Editorial
4 meses atrás

Que a justiça seja feita

Que a justiça seja feita
(Imagem: Reprodução)

O ano de eleição começa com o cenário político brasileiro fervendo em razão do julgamento do ex-presidente Luiz Inácio Lula da Silva no Tribunal Regional Federal da 4ª região, marcado para 24 de janeiro, em Porto Alegre, justamente em razão do ex presidente ser um possível candidato. Embora tenha ganhado ares de “dia D”, afinal tudo pode acontecer, o julgamento não representa, necessariamente, o fim da linha para o presidenciável.

À população de um modo geral que continua na expectativa, cabe a análise e conclusões de um político que muito fez pela Nação, mas também escancarou a corrupção de uma forma jamais vista na história desse País.

Portanto, aqueles que pretendem se manifestar de forma contrária ou a favor de Lula que faça de forma pacífica. É fundamental que se entenda que, antes do ex-presidente, existe o ser humano que não transmite ser uma pessoa ruim, mas que se deixou levar pelas facilidades de dar com uma mão e tirar com as duas, tornando sua administração pública que teve um início esplêndido e um final catastrófico e vergonhoso, com pessoas de sua confiança sendo investigadas e presas.

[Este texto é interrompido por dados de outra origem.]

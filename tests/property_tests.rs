use proptest::prelude::*;
use std::collections::HashMap;

use wavix::bit_vector::prelude::*;
use wavix::bit_vector::{BitVector, BitVectorData, Rank9SelIndex};
use wavix::{ListEntry, WaveletMatrix};

fn build(input: &[usize]) -> WaveletMatrix<Rank9SelIndex> {
    WaveletMatrix::from_ints(input.iter().copied()).unwrap()
}

fn counts(input: &[usize]) -> HashMap<usize, usize> {
    let mut map = HashMap::new();
    for &val in input {
        *map.entry(val).or_insert(0) += 1;
    }
    map
}

proptest! {
    #[test]
    fn bitvector_rank_select_match_naive(
        bits in prop::collection::vec(any::<bool>(), 1..600),
    ) {
        let data = BitVectorData::from_bits(bits.iter().copied());
        let index = Rank9SelIndex::new(&data);
        let bv = BitVector::new(data, index);

        let mut ones = 0;
        let mut zeros = 0;
        for (i, &bit) in bits.iter().enumerate() {
            prop_assert_eq!(bv.rank1(i), Some(ones));
            prop_assert_eq!(bv.rank0(i), Some(i - ones));
            if bit {
                prop_assert_eq!(bv.select1(ones), Some(i));
                ones += 1;
            } else {
                prop_assert_eq!(bv.select0(zeros), Some(i));
                zeros += 1;
            }
        }
        prop_assert_eq!(bv.rank1(bits.len()), Some(ones));
        prop_assert_eq!(bv.select1(ones), None);
        prop_assert_eq!(bv.select0(zeros), None);
    }

    #[test]
    fn access_is_the_identity(
        input in prop::collection::vec(0..100usize, 1..300),
    ) {
        let wm = build(&input);
        prop_assert_eq!(wm.len(), input.len());
        for (pos, &val) in input.iter().enumerate() {
            prop_assert_eq!(wm.access(pos), Some(val));
        }
        prop_assert_eq!(wm.access(input.len()), None);
        let decoded: Vec<usize> = wm.iter().collect();
        prop_assert_eq!(decoded, input);
    }

    #[test]
    fn rank_and_select_invert_each_other(
        input in prop::collection::vec(0..50usize, 1..200),
    ) {
        let wm = build(&input);
        for val in 0..wm.alph_size() {
            let freq = wm.freq(val);
            prop_assert_eq!(freq, input.iter().filter(|&&x| x == val).count());
            for k in 0..freq {
                let pos = wm.select(k, val).unwrap();
                prop_assert_eq!(wm.access(pos), Some(val));
                prop_assert_eq!(wm.rank(pos + 1, val), Some(k + 1));
            }
            prop_assert_eq!(wm.select(freq, val), None);
        }
    }

    #[test]
    fn rank_decomposes_into_less_equal_greater(
        input in prop::collection::vec(0..40usize, 1..200),
        val in 0..40usize,
        pos_seed: usize,
    ) {
        let wm = build(&input);
        if val >= wm.alph_size() {
            prop_assert_eq!(wm.rank(0, val), None);
            return Ok(());
        }
        let pos = pos_seed % (input.len() + 1);
        let eq = wm.rank(pos, val).unwrap();
        let less = wm.rank_less_than(pos, val).unwrap();
        let greater = wm.rank_more_than(pos, val).unwrap();
        prop_assert_eq!(eq + less + greater, pos);
        prop_assert_eq!(less, input[..pos].iter().filter(|&&x| x < val).count());
        prop_assert_eq!(greater, input[..pos].iter().filter(|&&x| x > val).count());
    }

    #[test]
    fn select_from_respects_the_start_position(
        input in prop::collection::vec(0..20usize, 1..120),
        pos_seed: usize,
    ) {
        let wm = build(&input);
        let pos = pos_seed % input.len();
        for val in 0..wm.alph_size() {
            let expected: Vec<usize> = (pos..input.len())
                .filter(|&i| input[i] == val)
                .collect();
            for (k, &at) in expected.iter().enumerate() {
                prop_assert_eq!(wm.select_from(k, val, pos), Some(at));
            }
            prop_assert_eq!(wm.select_from(expected.len(), val, pos), None);
        }
    }

    #[test]
    fn range_frequencies_sum_to_the_range_length(
        input in prop::collection::vec(0..60usize, 1..200),
        bounds: (usize, usize),
    ) {
        let wm = build(&input);
        let sigma = wm.alph_size();
        let beg = bounds.0 % input.len();
        let end = beg + 1 + bounds.1 % (input.len() - beg);
        prop_assert_eq!(wm.freq_range(0..sigma, beg..end), end - beg);

        let mid = sigma / 2;
        let low = wm.freq_range(0..mid, beg..end);
        let high = wm.freq_range(mid..sigma, beg..end);
        prop_assert_eq!(low + high, end - beg);
        prop_assert_eq!(
            low,
            input[beg..end].iter().filter(|&&x| x < mid).count()
        );
    }

    #[test]
    fn quantiles_agree_with_sorting(
        input in prop::collection::vec(0..64usize, 2..150),
        bounds: (usize, usize),
    ) {
        let wm = build(&input);
        // the exclusive end must stay below the sequence length
        let beg = bounds.0 % (input.len() - 1);
        let end = beg + 1 + bounds.1 % (input.len() - 1 - beg);
        let mut sorted: Vec<usize> = input[beg..end].to_vec();
        sorted.sort_unstable();
        for (k, &expected) in sorted.iter().enumerate() {
            let (pos, val) = wm.quantile(beg..end, k).unwrap();
            prop_assert_eq!(val, expected);
            prop_assert!(beg <= pos && pos < end);
            prop_assert_eq!(input[pos], val);
        }
        prop_assert_eq!(wm.quantile(beg..end, end - beg), None);
        prop_assert_eq!(wm.min_range(beg..end).map(|x| x.1), sorted.first().copied());
        prop_assert_eq!(wm.max_range(beg..end).map(|x| x.1), sorted.last().copied());
    }

    #[test]
    fn listings_are_complete_and_ordered(
        input in prop::collection::vec(0..32usize, 1..200),
    ) {
        let wm = build(&input);
        let sigma = wm.alph_size();
        let expected = counts(&input);

        // every distinct character surfaces with its true frequency, in
        // non-increasing frequency order
        let mode = wm.list_mode_range(0..sigma, 0..input.len(), sigma);
        let mode_map: HashMap<usize, usize> =
            mode.iter().map(|entry| (entry.val, entry.freq)).collect();
        prop_assert_eq!(mode.len(), expected.len());
        prop_assert_eq!(mode_map, expected.clone());
        for pair in mode.windows(2) {
            prop_assert!(pair[0].freq >= pair[1].freq);
        }

        let ascending = wm.list_min_range(0..sigma, 0..input.len(), sigma);
        let mut by_val: Vec<ListEntry> = expected
            .iter()
            .map(|(&val, &freq)| ListEntry { val, freq })
            .collect();
        by_val.sort_by_key(|entry| entry.val);
        prop_assert_eq!(ascending, by_val.clone());

        let descending = wm.list_max_range(0..sigma, 0..input.len(), sigma);
        by_val.reverse();
        prop_assert_eq!(descending, by_val);
    }

    #[test]
    fn restricted_listings_match_a_naive_filter(
        input in prop::collection::vec(0..24usize, 1..150),
        bounds: (usize, usize, usize, usize),
    ) {
        let wm = build(&input);
        let sigma = wm.alph_size();
        let beg = bounds.0 % input.len();
        let end = beg + 1 + bounds.1 % (input.len() - beg);
        let lo = bounds.2 % sigma;
        let hi = lo + 1 + bounds.3 % (sigma - lo);

        let expected = counts(
            &input[beg..end]
                .iter()
                .copied()
                .filter(|&x| lo <= x && x < hi)
                .collect::<Vec<_>>(),
        );
        let listed = wm.list_min_range(lo..hi, beg..end, sigma);
        let listed_map: HashMap<usize, usize> =
            listed.iter().map(|entry| (entry.val, entry.freq)).collect();
        prop_assert_eq!(listed.len(), expected.len());
        prop_assert_eq!(listed_map, expected);
    }

    #[test]
    fn byte_images_roundtrip(
        input in prop::collection::vec(0..300usize, 1..200),
    ) {
        let wm = build(&input);
        let bytes = wm.to_bytes();
        let decoded = WaveletMatrix::<Rank9SelIndex>::from_bytes(&bytes).unwrap();
        prop_assert_eq!(&wm, &decoded);
        prop_assert_eq!(decoded.to_bytes(), bytes);
        for (pos, &val) in input.iter().enumerate() {
            prop_assert_eq!(decoded.access(pos), Some(val));
        }
    }
}
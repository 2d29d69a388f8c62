use criterion::{black_box, criterion_group, criterion_main, Criterion};
use rand::rngs::StdRng;
use rand::{Rng, SeedableRng};

use wavix::bit_vector::Rank9SelIndex;
use wavix::WaveletMatrix;

fn bench_wavelet_matrix(c: &mut Criterion) {
    let mut rng = StdRng::seed_from_u64(0x5EED);
    let n = 1 << 16;
    let sigma = 256usize;
    let seq: Vec<usize> = (0..n).map(|_| rng.gen_range(0..sigma)).collect();
    let wm = WaveletMatrix::<Rank9SelIndex>::from_ints(seq.iter().copied()).unwrap();

    let mut group = c.benchmark_group("wavelet_matrix");

    group.bench_function("access", |b| {
        b.iter(|| {
            for pos in 0..n {
                black_box(wm.access(pos));
            }
        })
    });

    group.bench_function("rank", |b| {
        b.iter(|| {
            for pos in 0..n {
                black_box(wm.rank(pos, pos % sigma));
            }
        })
    });

    group.bench_function("select", |b| {
        b.iter(|| {
            for val in 0..sigma {
                let freq = wm.freq(val);
                for k in (0..freq).step_by(8) {
                    black_box(wm.select(k, val));
                }
            }
        })
    });

    group.bench_function("quantile", |b| {
        b.iter(|| {
            for beg in (0..n - 64).step_by(64) {
                black_box(wm.quantile(beg..beg + 64, 32));
            }
        })
    });

    group.bench_function("list_mode", |b| {
        b.iter(|| {
            for beg in (0..n - 1024).step_by(1024) {
                black_box(wm.list_mode_range(0..sigma, beg..beg + 1024, 4));
            }
        })
    });

    group.finish();
}

criterion_group!(benches, bench_wavelet_matrix);
criterion_main!(benches);
//! Builder that partitions a sequence into bit planes level by level.

use crate::bit_vector::{BitVectorBuilder, BitVectorIndex};
use crate::error::{Error, Result};
use crate::utils;
use crate::wavelet_matrix::WaveletMatrix;

/// Builder for [`WaveletMatrix`].
///
/// Symbols are collected with [`push`](Self::push) or
/// [`extend`](Self::extend) and partitioned on [`build`](Self::build). The
/// alphabet size is derived from the input as `max + 1`.
///
/// # Examples
///
/// ```
/// use wavix::bit_vector::Rank9SelIndex;
/// use wavix::wavelet_matrix::WaveletMatrixBuilder;
///
/// let mut builder = WaveletMatrixBuilder::new();
/// builder.extend([5, 1, 0, 4, 2, 2, 0, 3]);
/// let wm = builder.build::<Rank9SelIndex>()?;
///
/// assert_eq!(wm.len(), 8);
/// assert_eq!(wm.alph_size(), 6);
/// assert_eq!(wm.alph_width(), 3);
/// # Ok::<(), wavix::Error>(())
/// ```
#[derive(Debug, Default)]
pub struct WaveletMatrixBuilder {
    seq: Vec<usize>,
}

impl WaveletMatrixBuilder {
    /// Creates an empty builder.
    pub fn new() -> Self {
        Self::default()
    }

    /// Appends a symbol to the sequence.
    #[inline(always)]
    pub fn push(&mut self, val: usize) {
        self.seq.push(val);
    }

    /// Appends symbols from an iterator.
    pub fn extend<It>(&mut self, ints: It)
    where
        It: IntoIterator<Item = usize>,
    {
        self.seq.extend(ints);
    }

    /// Returns the number of symbols collected so far.
    #[inline(always)]
    pub fn len(&self) -> usize {
        self.seq.len()
    }

    /// Checks if no symbols have been collected.
    #[inline(always)]
    pub fn is_empty(&self) -> bool {
        self.seq.is_empty()
    }

    /// Partitions the collected sequence into a [`WaveletMatrix`].
    ///
    /// One plane is produced per bit of the alphabet width, most significant
    /// bit first. On each level the sequence is written through a per-node
    /// cursor table (a stable partition by the values' bit prefixes), the
    /// child sizes are accumulated into a histogram, and the histogram is
    /// prefix-summed in bit-reversed node-id order so that all zero children
    /// precede all one children on the next level.
    ///
    /// # Errors
    ///
    /// [`Error::EmptyInput`] if no symbols were collected.
    pub fn build<I: BitVectorIndex>(self) -> Result<WaveletMatrix<I>> {
        let alph_size = self
            .seq
            .iter()
            .copied()
            .max()
            .map(|max| max + 1)
            .ok_or(Error::EmptyInput)?;
        let width = utils::ceil_log2(alph_size);
        let len = self.seq.len();

        let mut layers = Vec::with_capacity(width);
        let mut node_pos: Vec<Vec<usize>> = Vec::with_capacity(width);
        // Virtual level before the first plane: a single root node spanning
        // the whole sequence.
        let mut cursor = vec![0, len];

        for depth in 0..width {
            let mut table = vec![0usize; 1 << (depth + 1)];
            let mut bits = BitVectorBuilder::with_capacity(len);

            for &val in &self.seq {
                let bit = (val >> (width - depth - 1)) & 1 == 1;
                let node = val >> (width - depth);
                bits.set_bit(cursor[node], bit);
                cursor[node] += 1;
                table[(node << 1) | bit as usize] += 1;
            }

            // Histogram to start offsets: prefix sum over child ids
            // enumerated in bit-reversed order, grouping zero children before
            // one children while keeping each half stable.
            let mut sum = 0;
            for k in 0..table.len() {
                let id = utils::reverse_bits_low(k, depth + 1);
                let count = table[id];
                table[id] = sum;
                sum += count;
            }

            layers.push(bits.freeze::<I>());
            cursor = table.clone();
            node_pos.push(table);
        }

        Ok(WaveletMatrix {
            layers,
            node_pos,
            alph_size,
            len,
            seps: Vec::new(),
        })
    }
}

#[cfg(test)]
mod tests {
    use super::*;
    use crate::bit_vector::prelude::*;
    use crate::bit_vector::Rank9SelIndex;

    #[test]
    fn empty_input_is_rejected() {
        let builder = WaveletMatrixBuilder::new();
        assert!(matches!(
            builder.build::<Rank9SelIndex>(),
            Err(Error::EmptyInput)
        ));
    }

    #[test]
    fn node_pos_tables_describe_the_partition() {
        let mut builder = WaveletMatrixBuilder::new();
        builder.extend([5, 1, 0, 4, 2, 2, 0, 3]);
        let wm = builder.build::<Rank9SelIndex>().unwrap();

        assert_eq!(wm.node_pos.len(), 3);
        assert_eq!(wm.node_pos[0], vec![0, 6]);
        assert_eq!(wm.node_pos[1], vec![0, 5, 3, 8]);
        // last level doubles as the character start table
        assert_eq!(wm.node_pos[2], vec![0, 5, 3, 7, 2, 6, 5, 8]);

        // the split point of each plane equals its zero count
        for (depth, layer) in wm.layers.iter().enumerate() {
            assert_eq!(wm.node_pos[depth][1], layer.num_zeros());
        }
    }

    #[test]
    fn planes_hold_msb_first_bits() {
        let mut builder = WaveletMatrixBuilder::new();
        builder.extend([5, 1, 0, 4, 2, 2, 0, 3]);
        let wm = builder.build::<Rank9SelIndex>().unwrap();

        let plane0: Vec<bool> = (0..8).map(|i| wm.layers[0].access(i).unwrap()).collect();
        assert_eq!(
            plane0,
            [true, false, false, true, false, false, false, false]
        );
        let plane1: Vec<bool> = (0..8).map(|i| wm.layers[1].access(i).unwrap()).collect();
        assert_eq!(plane1, [false, false, true, true, false, true, false, false]);
        let plane2: Vec<bool> = (0..8).map(|i| wm.layers[2].access(i).unwrap()).collect();
        assert_eq!(plane2, [true, false, false, true, false, false, false, true]);
    }

    #[test]
    fn single_symbol_alphabet_has_no_planes() {
        let mut builder = WaveletMatrixBuilder::new();
        builder.extend([0, 0, 0, 0]);
        let wm = builder.build::<Rank9SelIndex>().unwrap();
        assert_eq!(wm.len(), 4);
        assert_eq!(wm.alph_size(), 1);
        assert_eq!(wm.alph_width(), 0);
        assert!(wm.layers.is_empty());
    }

    #[test]
    fn alphabet_size_one_past_a_power_of_two() {
        let mut builder = WaveletMatrixBuilder::new();
        builder.extend([8, 0, 3]);
        let wm = builder.build::<Rank9SelIndex>().unwrap();
        assert_eq!(wm.alph_size(), 9);
        assert_eq!(wm.alph_width(), 4);
        assert_eq!(wm.access(0), Some(8));
        assert_eq!(wm.access(1), Some(0));
        assert_eq!(wm.access(2), Some(3));
    }
}
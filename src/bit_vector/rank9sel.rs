//! Rank/select index with Vigna's rank9 and hinted selection techniques.

use crate::bit_vector::{BitVectorData, BitVectorIndex, WORD_LEN};
use crate::broadword;

const BLOCK_LEN: usize = 8;
const SELECT_ONES_PER_HINT: usize = 64 * BLOCK_LEN * 2;
const SELECT_ZEROS_PER_HINT: usize = SELECT_ONES_PER_HINT;

/// Rank/select index over [`BitVectorData`] with Vigna's rank9 and hinted
/// selection techniques.
///
/// The index takes
///
/// - 25% overhead of space for the rank part, and
/// - 3% overhead of space for the two select hint arrays.
///
/// Rank queries run in constant time; select queries run in logarithmic
/// time, with the binary search narrowed to a hinted block range. Both
/// select hint arrays are always built since the wavelet matrix descends
/// through `select0` and `select1` alike.
///
/// # Examples
///
/// ```
/// use wavix::bit_vector::{BitVectorBuilder, Rank9SelIndex};
/// use wavix::bit_vector::prelude::*;
///
/// let mut builder = BitVectorBuilder::with_capacity(4);
/// builder.set_bit(0, true);
/// builder.set_bit(3, true);
/// let bv = builder.freeze::<Rank9SelIndex>();
///
/// assert_eq!(bv.rank1(4), Some(2));
/// assert_eq!(bv.select1(1), Some(3));
/// assert_eq!(bv.select0(1), Some(2));
/// ```
///
/// # References
///
/// - S. Vigna, "Broadword implementation of rank/select queries," In WEA, 2008.
#[derive(Debug, Clone, PartialEq, Eq)]
pub struct Rank9SelIndex {
    len: usize,
    block_rank_pairs: Vec<usize>,
    select1_hints: Vec<usize>,
    select0_hints: Vec<usize>,
}

impl Rank9SelIndex {
    /// Builds the index over `data`.
    pub fn new(data: &BitVectorData) -> Self {
        let mut block_rank_pairs = vec![0];
        let mut next_rank = 0;
        let mut cur_subrank = 0;
        let mut subranks = 0;
        for (i, &word) in data.words().iter().enumerate() {
            let shift = i % BLOCK_LEN;
            if shift != 0 {
                subranks <<= 9;
                subranks |= cur_subrank;
            }
            let pop = broadword::popcount(word);
            next_rank += pop;
            cur_subrank += pop;
            if shift == BLOCK_LEN - 1 {
                block_rank_pairs.push(subranks);
                block_rank_pairs.push(next_rank);
                subranks = 0;
                cur_subrank = 0;
            }
        }
        let num_words = data.words().len();
        let left = BLOCK_LEN - num_words % BLOCK_LEN;
        for _ in 0..left {
            subranks <<= 9;
            subranks |= cur_subrank;
        }
        block_rank_pairs.push(subranks);
        if num_words % BLOCK_LEN != 0 {
            block_rank_pairs.push(next_rank);
            block_rank_pairs.push(0);
        }
        block_rank_pairs.shrink_to_fit();

        let mut this = Self {
            len: data.len(),
            block_rank_pairs,
            select1_hints: vec![],
            select0_hints: vec![],
        };
        this.build_select1_hints();
        this.build_select0_hints();
        this
    }

    fn build_select1_hints(&mut self) {
        let mut hints = vec![];
        let mut threshold = SELECT_ONES_PER_HINT;
        for i in 0..self.num_blocks() {
            if self.block_rank(i + 1) > threshold {
                hints.push(i);
                threshold += SELECT_ONES_PER_HINT;
            }
        }
        hints.push(self.num_blocks());
        hints.shrink_to_fit();
        self.select1_hints = hints;
    }

    fn build_select0_hints(&mut self) {
        let mut hints = vec![];
        let mut threshold = SELECT_ZEROS_PER_HINT;
        for i in 0..self.num_blocks() {
            if self.block_rank0(i + 1) > threshold {
                hints.push(i);
                threshold += SELECT_ZEROS_PER_HINT;
            }
        }
        hints.push(self.num_blocks());
        hints.shrink_to_fit();
        self.select0_hints = hints;
    }

    #[inline(always)]
    fn num_blocks(&self) -> usize {
        self.block_rank_pairs.len() / 2 - 1
    }

    #[inline(always)]
    fn block_rank(&self, block: usize) -> usize {
        self.block_rank_pairs[block * 2]
    }

    #[inline(always)]
    fn sub_block_ranks(&self, block: usize) -> usize {
        self.block_rank_pairs[block * 2 + 1]
    }

    #[inline(always)]
    fn sub_block_rank(&self, sub_bpos: usize) -> usize {
        let (block, left) = (sub_bpos / BLOCK_LEN, sub_bpos % BLOCK_LEN);
        self.block_rank(block) + ((self.sub_block_ranks(block) >> ((7 - left) * 9)) & 0x1FF)
    }

    #[inline(always)]
    fn block_rank0(&self, block: usize) -> usize {
        block * BLOCK_LEN * WORD_LEN - self.block_rank(block)
    }
}

impl BitVectorIndex for Rank9SelIndex {
    fn build(data: &BitVectorData) -> Self {
        Self::new(data)
    }

    #[inline(always)]
    fn num_ones(&self, _data: &BitVectorData) -> usize {
        self.block_rank_pairs[self.block_rank_pairs.len() - 2]
    }

    fn rank1(&self, data: &BitVectorData, pos: usize) -> Option<usize> {
        if data.len() < pos {
            return None;
        }
        if pos == data.len() {
            return Some(self.num_ones(data));
        }
        let (sub_bpos, sub_left) = (pos / WORD_LEN, pos % WORD_LEN);
        let mut r = self.sub_block_rank(sub_bpos);
        if sub_left != 0 {
            r += broadword::popcount(data.words()[sub_bpos] << (WORD_LEN - sub_left));
        }
        Some(r)
    }

    fn select1(&self, data: &BitVectorData, k: usize) -> Option<usize> {
        if self.num_ones(data) <= k {
            return None;
        }

        let block = {
            let chunk = k / SELECT_ONES_PER_HINT;
            let mut a = if chunk != 0 {
                self.select1_hints[chunk - 1]
            } else {
                0
            };
            let mut b = self.select1_hints[chunk] + 1;
            while b - a > 1 {
                let mid = a + (b - a) / 2;
                if self.block_rank(mid) <= k {
                    a = mid;
                } else {
                    b = mid;
                }
            }
            a
        };

        debug_assert!(block < self.num_blocks());
        let block_offset = block * BLOCK_LEN;
        let mut cur_rank = self.block_rank(block);
        debug_assert!(cur_rank <= k);

        let rank_in_block_parallel = (k - cur_rank) * broadword::ONES_STEP_9;
        let sub_ranks = self.sub_block_ranks(block);
        let sub_block_offset = (broadword::uleq_step_9(sub_ranks, rank_in_block_parallel)
            .wrapping_mul(broadword::ONES_STEP_9)
            >> 54)
            & 0x7;
        cur_rank += (sub_ranks >> ((7 - sub_block_offset) * 9)) & 0x1FF;
        debug_assert!(cur_rank <= k);

        let word_offset = block_offset + sub_block_offset;
        let sel = word_offset * WORD_LEN
            + broadword::select_in_word(data.words()[word_offset], k - cur_rank)?;
        Some(sel)
    }

    fn select0(&self, data: &BitVectorData, k: usize) -> Option<usize> {
        if self.num_zeros(data) <= k {
            return None;
        }

        let block = {
            let chunk = k / SELECT_ZEROS_PER_HINT;
            let mut a = if chunk != 0 {
                self.select0_hints[chunk - 1]
            } else {
                0
            };
            let mut b = self.select0_hints[chunk] + 1;
            while b - a > 1 {
                let mid = a + (b - a) / 2;
                if self.block_rank0(mid) <= k {
                    a = mid;
                } else {
                    b = mid;
                }
            }
            a
        };

        debug_assert!(block < self.num_blocks());
        let block_offset = block * BLOCK_LEN;
        let mut cur_rank = self.block_rank0(block);
        debug_assert!(cur_rank <= k);

        let rank_in_block_parallel = (k - cur_rank) * broadword::ONES_STEP_9;
        let sub_ranks = WORD_LEN * broadword::INV_COUNT_STEP_9 - self.sub_block_ranks(block);
        let sub_block_offset = (broadword::uleq_step_9(sub_ranks, rank_in_block_parallel)
            .wrapping_mul(broadword::ONES_STEP_9)
            >> 54)
            & 0x7;
        cur_rank += (sub_ranks >> ((7 - sub_block_offset) * 9)) & 0x1FF;
        debug_assert!(cur_rank <= k);

        let word_offset = block_offset + sub_block_offset;
        let sel = word_offset * WORD_LEN
            + broadword::select_in_word(!data.words()[word_offset], k - cur_rank)?;
        Some(sel)
    }
}
/// Time- and space-efficient data structure for a static sequence of
/// integers, supporting rank, select, quantile, and top-k queries.
///
/// [`WaveletMatrix`] stores a sequence of $`n`$ integers drawn from
/// $`[0, \sigma)`$ in $`O(n \lg \sigma)`$ bits and answers most queries in
/// $`O(\lg \sigma)`$ time (assuming bit vectors with constant-time rank and
/// select). The alphabet size is derived from the input as `max + 1`, so
/// unused values below the maximum still contribute to the bit width.
///
/// Values are spread over $`\lceil \lg \sigma \rceil`$ bit planes, most
/// significant bit first. Each plane stores the bits of the values permuted
/// stably by their prefix, with all zero children grouped before all one
/// children; per-level node offset tables delimit the groups, and the last
/// table doubles as the character start index.
///
/// Once built, the matrix is immutable and can be queried from any number of
/// threads without synchronization.
///
/// # Examples
///
/// ```
/// # fn main() -> Result<(), Box<dyn std::error::Error>> {
/// use wavix::bit_vector::Rank9SelIndex;
/// use wavix::wavelet_matrix::WaveletMatrix;
///
/// let wm = WaveletMatrix::<Rank9SelIndex>::from_ints([5, 1, 0, 4, 2, 2, 0, 3])?;
///
/// assert_eq!(wm.len(), 8);
/// assert_eq!(wm.alph_size(), 6);
/// assert_eq!(wm.alph_width(), 3);
///
/// assert_eq!(wm.access(3), Some(4));
/// assert_eq!(wm.rank(6, 2), Some(2));
/// assert_eq!(wm.select(1, 2), Some(5));
/// assert_eq!(wm.quantile(1..6, 3), Some((5, 2)));
/// # Ok(())
/// # }
/// ```
///
/// # References
///
/// - F. Claude, and G. Navarro, "The Wavelet Matrix," In SPIRE 2012.
#[derive(Debug, Clone)]
pub struct WaveletMatrix<I> {
    layers: Vec<BitVector<I>>,
    node_pos: Vec<Vec<usize>>,
    alph_size: usize,
    len: usize,
    // Reserved auxiliary section of the binary image; empty for matrices
    // produced by construction, but preserved across a decode/encode cycle.
    seps: Vec<usize>,
}

impl<I: PartialEq> PartialEq for WaveletMatrix<I> {
    fn eq(&self, other: &Self) -> bool {
        self.layers == other.layers
            && self.node_pos == other.node_pos
            && self.alph_size == other.alph_size
            && self.len == other.len
            && self.seps == other.seps
    }
}

impl<I: Eq> Eq for WaveletMatrix<I> {}
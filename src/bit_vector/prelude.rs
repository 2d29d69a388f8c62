//! The prelude for bit vectors.
//!
//! The purpose of this module is to alleviate imports of the common traits
//! for bit vectors.
//!
//! ```
//! # #![allow(unused_imports)]
//! use wavix::bit_vector::prelude::*;
//! ```
pub use crate::bit_vector::{Access, BitVectorIndex, NumBits, Rank, Select};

Agora, chegou a sua vez e Lula, sempre confiante, pode amargar uma derrota jamais esperada em sua vida pública. É aguardar para ver o que ocorrerá num País em que a Justiça carrega a fama de favorecer poderosos e punir os menos favorecidos.

Independentemente do resultado, fatos foram, estão e serão expostos e estão aí para análise dos eleitores que vão às urnas em outubro e tem em suas mãos o poder da troca de comando que não é suficiente para mudar o País se essa transformação não partir de cada um em fazer sua parte. Que a justiça seja feita e cumprida.